勝利への道標

第80話


 ピピピピピピピピピー


「っ!?」


 突然の甲高い音に飛び起き、すぐさま着替えて部屋を出る。


「(っと、危なかった)」


 勿論部屋のルームキーも忘れずに。


「(急げ……)」


 足早に寮を出てある場所に向かう。


「来たわね」

「ああ」


 到着すると待ち合わせ相手はすでに来ていて、のんびりと本を読んでいた。メラノさんと一緒で烏川は紙の本を好むらしい。


「おはよう、烏川」

「ええ。おはよう」


 烏川暁海。僕のクラスメイトでありボディーガード、そして今から行う鍛錬の先生でもある少女だ。

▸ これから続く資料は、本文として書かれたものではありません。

use burn::backend::ndarray::NdArray;
use burn::prelude::*;
use std::path::Path;

use transformer_translator::checkpoint::{
    load_model, load_model_with_config, load_vocabularies, read_manifest, save_checkpoint,
    CheckpointContents, CheckpointMetrics, MANIFEST_FILE, MODEL_FILE,
};
use transformer_translator::transformer::{Transformer, TransformerConfig};
use transformer_translator::vocabulary::Vocabulary;
use transformer_translator::TranslatorError;

type TestBackend = NdArray;
type ModelRecord = <Transformer<TestBackend> as Module<TestBackend>>::Record;

fn vocabularies() -> (Vocabulary, Vocabulary) {
    (
        Vocabulary::from_sentences(&["hello world", "good morning"]),
        Vocabulary::from_sentences(&["bonjour le monde", "bonjour"]),
    )
}

fn model_config(src_vocab: &Vocabulary, tgt_vocab: &Vocabulary) -> TransformerConfig {
    TransformerConfig::new(16, src_vocab.vocab_size(), tgt_vocab.vocab_size(), 6)
        .with_num_layers(2)
        .with_n_heads(4)
        .with_expansion_factor(2)
}

/// テスト用のチェックポイントを保存
fn save_test_checkpoint(
    dir: &Path,
    model: &Transformer<TestBackend>,
    config: &TransformerConfig,
    src_vocab: &Vocabulary,
    tgt_vocab: &Vocabulary,
) {
    save_checkpoint(
        dir,
        CheckpointContents {
            model,
            model_config: config,
            optimizer: None::<ModelRecord>,
            metrics: CheckpointMetrics {
                epoch: 3,
                train_loss: 1.25,
                val_loss: 1.5,
                train_bleu: 0.2,
                val_bleu: 0.15,
                train_nist: 1.1,
                val_nist: 0.9,
            },
            src_vocab,
            tgt_vocab,
        },
    )
    .expect("チェックポイント保存失敗");
}

/// テンソル間の近似一致を検証
fn assert_tensors_close(a: &Tensor<TestBackend, 3>, b: &Tensor<TestBackend, 3>, tolerance: f32) -> bool {
    let diff = (a.clone() - b.clone()).abs();
    let max_diff = diff
        .into_data()
        .iter::<f32>()
        .fold(0.0_f32, f32::max);
    max_diff < tolerance
}

#[test]
fn test_checkpoint_roundtrip_ndarray() {
    println!("=== テスト: チェックポイント保存/読み込み（NdArray） ===");

    let device = Default::default();
    let dir = tempfile::tempdir().unwrap();
    let (src_vocab, tgt_vocab) = vocabularies();
    let config = model_config(&src_vocab, &tgt_vocab);
    let model = config.init::<TestBackend>(&device).unwrap();

    let src_tokens =
        Tensor::<TestBackend, 1, Int>::from_data([4i64, 5, 3, 0, 0, 0], &device).reshape([1, 6]);
    let tgt_tokens =
        Tensor::<TestBackend, 1, Int>::from_data([2i64, 4, 5, 3, 0, 0], &device).reshape([1, 6]);

    // 保存前の出力
    let output_before = model
        .forward(src_tokens.clone(), tgt_tokens.clone())
        .unwrap();

    save_test_checkpoint(dir.path(), &model, &config, &src_vocab, &tgt_vocab);
    assert!(dir.path().join(MODEL_FILE).exists());
    assert!(dir.path().join(MANIFEST_FILE).exists());
    assert!(!dir.path().join(".staging").exists());

    // 読み込み後の出力
    let (loaded_model, manifest) =
        load_model::<TestBackend>(dir.path(), &device).expect("モデル読み込み失敗");
    let output_after = loaded_model.forward(src_tokens, tgt_tokens).unwrap();

    assert!(
        assert_tensors_close(&output_before, &output_after, 1e-5),
        "保存前後の出力が一致しません（許容誤差: 1e-5）"
    );
    assert_eq!(manifest.metrics.epoch, 3);
    assert_eq!(manifest.metrics.val_bleu, 0.15);
    println!("✓ 保存前後の出力が一致しました");
}

#[test]
fn test_vocabularies_are_saved() {
    println!("=== テスト: 語彙の保存 ===");

    let device = Default::default();
    let dir = tempfile::tempdir().unwrap();
    let (src_vocab, tgt_vocab) = vocabularies();
    let config = model_config(&src_vocab, &tgt_vocab);
    let model = config.init::<TestBackend>(&device).unwrap();

    save_test_checkpoint(dir.path(), &model, &config, &src_vocab, &tgt_vocab);

    let (loaded_src, loaded_tgt) = load_vocabularies(dir.path()).unwrap();
    assert_eq!(loaded_src, src_vocab);
    assert_eq!(loaded_tgt, tgt_vocab);

    let manifest = read_manifest(dir.path()).unwrap();
    assert_eq!(manifest.model.embed_dim, 16);
    assert_eq!(manifest.parameter_shapes.len(), config.parameter_shapes().len());
    assert!(manifest
        .parameter_shapes
        .iter()
        .any(|shape| shape.name == "decoder.fc_out.weight"
            && shape.shape == vec![16, tgt_vocab.vocab_size()]));
    println!("✓ 語彙とテンソル形状を保存");
}

#[test]
fn test_shape_mismatch_names_tensor() {
    println!("=== テスト: 形状不一致の検出 ===");

    let device = Default::default();
    let dir = tempfile::tempdir().unwrap();
    let (src_vocab, tgt_vocab) = vocabularies();
    let config = model_config(&src_vocab, &tgt_vocab);
    let model = config.init::<TestBackend>(&device).unwrap();

    save_test_checkpoint(dir.path(), &model, &config, &src_vocab, &tgt_vocab);

    // ターゲット語彙が1語多い構成で読み込む
    let wider = TransformerConfig::new(
        16,
        src_vocab.vocab_size(),
        tgt_vocab.vocab_size() + 1,
        6,
    )
    .with_num_layers(2)
    .with_n_heads(4)
    .with_expansion_factor(2);

    let result = load_model_with_config::<TestBackend>(dir.path(), &wider, &device);
    match result {
        Err(TranslatorError::ShapeMismatch { tensor, expected, found }) => {
            assert_eq!(tensor, "decoder.embedding.weight");
            assert_eq!(expected, vec![tgt_vocab.vocab_size() + 1, 16]);
            assert_eq!(found, vec![tgt_vocab.vocab_size(), 16]);
            println!("✓ 不一致テンソル: {}", tensor);
        }
        Err(other) => panic!("ShapeMismatch 以外のエラー: {}", other),
        Ok(_) => panic!("形状不一致が検出されませんでした"),
    }
}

 以前までは長い黒髪を持つ物静かな少女だったが、先日のある事件により髪は色が抜け落ち銀髪に、四肢や右目、首などには白い包帯が巻かれ、かなり痛々しい様子。


 しかし


「もう大丈夫なのか?」

「当たり前でしょ」


 ペラリと右目の眼帯をめくって見せる。傷跡は残ってしまっているが出血はもう無い。


「ま、乙女の顔を傷物にしたのは頂けないわね」

「悪かった……」

「冗談よ」


 淡々と表情ひとつ変えずにそう告げる烏川。他の人たちと比べて圧倒的に表情から感情が読み取りにくく、冗談で言っているように見えない。


 まあ、僕が烏川の顔をマジマジと直視できないって言うのもあるかもしれないが。



「早速今日から本格的な鍛錬、って事になってるけど準備はいい?」

「あ、ああ、勿論だ。何をするんだ?」


 僕は今から行う鍛錬への期待と少しの緊張を胸に不敵に笑って烏川にそう訊ねた。